The Pacific tsunami warning center (Ptcw), after it has been resized, raised the alarm on the shores of Hawaii after the violent earthquake that struck the west coast of Canada. In its latest bulletin, the Ptcw writes that “has generated a tsunami which could cause damage along the coasts of all the islands of Hawaii.

” “Urgent action – continues Ptcw – must be taken to protect lives and property”, confirming that the first tsunami waves are expected at 22:28 on a Saturday.

The earthquake of magnitude 7.7 on the Richter scale struck the Queen Charlotte Islands in British Columbia.

“It ‘s been generated a tsunami potentially destructive to the coasts of all the islands of the State of Hawaii.
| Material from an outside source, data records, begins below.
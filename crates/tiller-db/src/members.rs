use anyhow::Result;
use async_trait::async_trait;
use sqlx::{QueryBuilder, Sqlite};

use tiller_data::{Count, Insert, Member, MemberFilter, MemberOrder, Query, Retrieve};

use crate::{
    conditions::{order_by, push_conditions},
    results::{is_unique_violation, Id, QueryError, Total},
    Connection,
};

const SELECT_MEMBERS: &str = r#"
    SELECT
        wyc_number,
        first,
        last,
        street_address,
        city,
        state,
        zip_code,
        phone1,
        phone2,
        email,
        category,
        expire_qtr,
        student_id,
        password,
        out_to_sea,
        join_date
    FROM members
    WHERE 1
"#;

#[async_trait]
impl Query<Member> for Connection {
    type Filter = MemberFilter;
    async fn query(&self, filter: &Self::Filter) -> Result<Vec<Member>> {
        let mut conn = self.lock().await;
        let mut qry = QueryBuilder::new(SELECT_MEMBERS);
        push_conditions(&mut qry, &filter.conditions());

        match filter.order {
            MemberOrder::ExpireQtr { descending } => {
                qry.push(order_by("expire_qtr", descending));
            }
            MemberOrder::JoinDate { descending } => {
                qry.push(order_by("join_date", descending));
            }
        }

        if let Some(page) = filter.page {
            qry.push(" LIMIT ")
                .push_bind(page.limit())
                .push(" OFFSET ")
                .push_bind(page.offset());
        }

        let members: Vec<Member> = qry
            .build_query_as()
            .fetch_all(&mut *conn)
            .await
            .map_err(QueryError::failed)?;
        Ok(members)
    }
}

#[async_trait]
impl Count<Member> for Connection {
    type Filter = MemberFilter;

    /// Count members matching the filter conditions. Ordering and
    /// pagination do not apply, so the result is the full match count
    /// the pager needs.
    async fn count(&self, filter: &Self::Filter) -> Result<u32> {
        let mut conn = self.lock().await;
        let mut qry =
            QueryBuilder::new("SELECT COUNT(*) AS total FROM members WHERE 1");
        push_conditions(&mut qry, &filter.conditions());

        let total: Total = qry
            .build_query_as()
            .fetch_one(&mut *conn)
            .await
            .map_err(QueryError::failed)?;
        Ok(total.total as u32)
    }
}

#[async_trait]
impl Retrieve<Member> for Connection {
    type Key = u32;
    async fn retrieve(&self, wyc_number: Self::Key) -> Result<Member> {
        let filter = MemberFilter {
            wyc_id: Some(wyc_number.to_string()),
            ..Default::default()
        };
        let member = self
            .query(&filter)
            .await?
            .pop()
            .ok_or(QueryError::NotFound)?;
        Ok(member)
    }
}

#[async_trait]
impl Insert<Member> for Connection {
    async fn insert(&self, member: Member) -> Result<Member> {
        let insert: Id<u32> = {
            let mut conn = self.lock().await;
            let mut qry = QueryBuilder::<Sqlite>::new(
                r#"INSERT INTO members (
                    wyc_number,
                    first,
                    last,
                    street_address,
                    city,
                    state,
                    zip_code,
                    phone1,
                    phone2,
                    email,
                    category,
                    expire_qtr,
                    student_id,
                    password,
                    out_to_sea,
                    join_date
                ) VALUES (
                "#,
            );
            qry.separated(", ")
                .push_bind(member.wyc_number)
                .push_bind(&member.first)
                .push_bind(&member.last)
                .push_bind(&member.street_address)
                .push_bind(&member.city)
                .push_bind(&member.state)
                .push_bind(&member.zip_code)
                .push_bind(&member.phone1)
                .push_bind(&member.phone2)
                .push_bind(&member.email)
                .push_bind(member.category)
                .push_bind(member.expire_qtr)
                .push_bind(member.student_id)
                .push_bind(&member.password)
                .push_bind(member.out_to_sea)
                .push_bind(member.join_date);

            qry.push(") RETURNING wyc_number AS id ")
                .build_query_as()
                .fetch_one(&mut *conn)
                .await
                .map_err(|err| insert_error(err, member.wyc_number))?
        };
        self.retrieve(insert.id).await
    }
}

fn insert_error(err: sqlx::Error, wyc_number: u32) -> anyhow::Error {
    if is_unique_violation(&err) {
        QueryError::DuplicateKey(wyc_number).into()
    } else {
        QueryError::failed(err).into()
    }
}

impl Connection {
    /// The WYC number of the member who joined most recently. Used to
    /// suggest the next number when adding a member.
    pub async fn most_recent_wyc_number(&self) -> Result<u32> {
        let mut conn = self.lock().await;
        let row: Option<Id<u32>> = sqlx::query_as(
            "SELECT wyc_number AS id FROM members ORDER BY join_date DESC LIMIT 1",
        )
        .fetch_optional(&mut *conn)
        .await
        .map_err(QueryError::failed)?;
        Ok(row.map(|row| row.id).unwrap_or(0))
    }
}
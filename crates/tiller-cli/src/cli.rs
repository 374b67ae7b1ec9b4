use clap::{Parser, Subcommand};

use crate::commands::{Lessons, Login, Members, Quarter};

#[derive(Parser, Debug)]
#[clap(name = "tiller", version=env!("CARGO_PKG_VERSION"))]
pub struct Cli {
    #[clap(long, default_value = "members.sqlite3")]
    pub members_db: String,

    #[clap(subcommand)]
    pub command: Command,
}

impl Cli {
    pub fn init() -> Self {
        Self::parse()
    }
}

#[derive(Subcommand, Debug)]
pub enum Command {
    /// Manage the member roster
    #[clap(subcommand, name = "members")]
    Members(Members),
    /// Manage lessons
    #[clap(subcommand, name = "lessons")]
    Lessons(Lessons),
    /// Show or move the schedule's quarter pointer
    #[clap(subcommand, name = "quarter")]
    Quarter(Quarter),
    /// Check member credentials
    #[clap(name = "login")]
    Login(Login),
}
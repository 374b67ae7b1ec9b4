mod session;
pub use session::*;

mod login;
pub use login::*;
Urgent actions are needed to ensure the safety of persons and property,” says the Pacific tsunami warning center (PTWC). According to the findings of the U.S. Geological Survey (USGS), the violent earthquake hypocenter was at a depth of 9.9 km and the epicenter 139 km south of Masset.

After the sirens began to ‘shouting’ in all the islands of Hawaii as a result of the alert tsunami caused by an earthquake in Canada, the inhabitants of the archipelago are evacuating coastal areas at risk heading towards the hilly areas of ‘ hinterland. According to the Honolulu Star Adviser online, the main local newspaper, the first tsunami waves expected around 09:30 Italian (in Hawaii will be about 22:30 on Saturday), could reach 6 feet, about 180 cm.

The areas most at risk, according to local civil protection, are Hilo (on the Big Island, south of the archipelago), Kahului (Maui), Haleiwa (Oahu, where Honolulu is the capital) and Hanalei (Kauai, to north of the archipelago). Meanwhile, U.S. authorities have reduced the first tsunami warning which covered the south of Alaska and British Columbia Canada, after the strong seisma that shook the peaceful area of ​​Canada, with a magnitude of 7.7 on the Richter scale, in Queen Charlotte Islands. A small tsunami was recorded in Craig, Alaska, but was lower than expected, about 10 cm, and caused no damage.